The hacker would thus have managed to plunder the collaborative spaces of several ministries, including those of the interior, the armed forces, foreign affairs and the economy. Among the documents concerned, 90 would be marked “restricted distribution”, attributed to sensitive information but not protected by defense secrecy, specifies FrenchBreaches.
Increasing number of cyberattacks
This new data leak adds to an already long list of attacks carried out against French IT systems in 2026. Thus the France Titles (ANTS) platform, which issues secure identity documents, suffered a leak in April potentially affecting 11.7 million accounts, a few months after 160,000 documents had been extracted from HubEE, a platform intended to carry out administrative procedures.

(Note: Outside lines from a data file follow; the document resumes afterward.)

//! Document patcher tests against the fixture tracker

use gigpulse_snapshot::{Listing, MetricsSnapshot, Platform};
use gigpulse_test_utils::{
    fiverr_snapshot, run_date, run_time, tracker_keywords, upwork_snapshot, TRACKER_DOC,
};
use gigpulse_tracker::{DocumentPatcher, KeywordMap, TrackerError};
use pretty_assertions::assert_eq;

fn patcher() -> DocumentPatcher {
    DocumentPatcher::new(tracker_keywords())
}

fn changed_lines(before: &str, after: &str) -> Vec<(String, String)> {
    before
        .lines()
        .zip(after.lines())
        .filter(|(a, b)| a != b)
        .map(|(a, b)| (a.to_string(), b.to_string()))
        .collect()
}

#[test]
fn patches_both_tables_and_aggregate() {
    let fiverr = fiverr_snapshot(run_time());
    let upwork = upwork_snapshot(run_time());
    let patched = patcher().patch(TRACKER_DOC, &[&fiverr, &upwork], run_date());

    assert_eq!(
        changed_lines(TRACKER_DOC, &patched.text),
        vec![
            (
                "> Last updated: 2026-10-10".to_string(),
                "> Last updated: 2026-10-17".to_string()
            ),
            (
                "| AW-01 | n8n Workflow Automation | Live    | 2026-09-20 | 900   | 30  | 2 | top gig |".to_string(),
                "| AW-01 | n8n Workflow Automation | Live    | 2026-09-20 | 1200  | 45  | 3 | top gig |".to_string()
            ),
            (
                "| BI-01 | KPI Dashboard           | Live    | 2026-09-25 | 250   | 10  | 0 |  |".to_string(),
                "| BI-01 | KPI Dashboard           | Paused  | 2026-09-25 | 310   | 12  | 0 |  |".to_string()
            ),
            (
                "| UP-01 | Automated reporting pipeline | Review | -- | 40 | 0 | |".to_string(),
                "| UP-01 | Automated reporting pipeline | Live   | -- | 88 | 1 | |".to_string()
            ),
        ]
    );
    assert_eq!(patched.report.aggregate, Some((3, 3)));
    assert_eq!(patched.report.rows_updated, vec!["AW-01", "BI-01", "UP-01"]);
    assert_eq!(patched.text.len(), TRACKER_DOC.len());
}

#[test]
fn unknown_ids_change_only_last_updated() {
    let mut snap = MetricsSnapshot::new(Platform::Fiverr, run_time());
    snap.listings = vec![Listing {
        impressions: Some(10_000),
        ..Listing::titled("Logo design in 24h")
    }];
    let patched = patcher().patch(TRACKER_DOC, &[&snap], run_date());

    assert_eq!(patched.text, TRACKER_DOC.replace("2026-10-10", "2026-10-17"));
    assert!(patched.report.rows_updated.is_empty());
}

#[test]
fn repatching_is_stable() {
    let fiverr = fiverr_snapshot(run_time());
    let once = patcher().patch(TRACKER_DOC, &[&fiverr], run_date()).text;
    let twice = patcher().patch(&once, &[&fiverr], run_date()).text;
    assert_eq!(once, twice);
}

#[test]
fn empty_keyword_map_touches_no_rows() {
    let fiverr = fiverr_snapshot(run_time());
    let patched = DocumentPatcher::new(KeywordMap::default()).patch(TRACKER_DOC, &[&fiverr], run_date());
    assert_eq!(patched.report.unmatched_listings.len(), 2);
    assert_eq!(patched.report.cells_changed, 0);
}

#[tokio::test]
async fn patch_file_writes_atomically() {
    let dir = tempfile::tempdir().unwrap();
    let path = dir.path().join("TRACKER.md");
    std::fs::write(&path, TRACKER_DOC).unwrap();

    let fiverr = fiverr_snapshot(run_time());
    let report = patcher().patch_file(&path, &[&fiverr], run_date()).await.unwrap();

    let written = std::fs::read_to_string(&path).unwrap();
    assert!(written.contains("| 1200  | 45  | 3 |"));
    assert_eq!(report.rows_updated, vec!["AW-01", "BI-01"]);
    assert!(!dir.path().join("TRACKER.md.tmp").exists());
}

#[tokio::test]
async fn missing_document_is_reported() {
    let dir = tempfile::tempdir().unwrap();
    let err = patcher()
        .patch_file(&dir.path().join("TRACKER.md"), &[], run_date())
        .await
        .unwrap_err();
    assert!(matches!(err, TrackerError::Missing(_)));
    assert!(err.is_missing());
}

To prevent these data thefts from affecting the very top of the French state, senior civil servants and senior military officials are equipped with an ultra-secure telephone. From the beginning of the 2010s and for almost a decade, it was the Teorem model, manufactured by Thales, which was distributed to them. Exclusively composed of French parts, compatible with defense secrecy and ultra-secure, it was however shunned by civil servants due to its lack of practicality. It was replaced in 2019 by a phone from the Korean brand Samsung and modified for the government by Ercom, a French company specializing in digital security.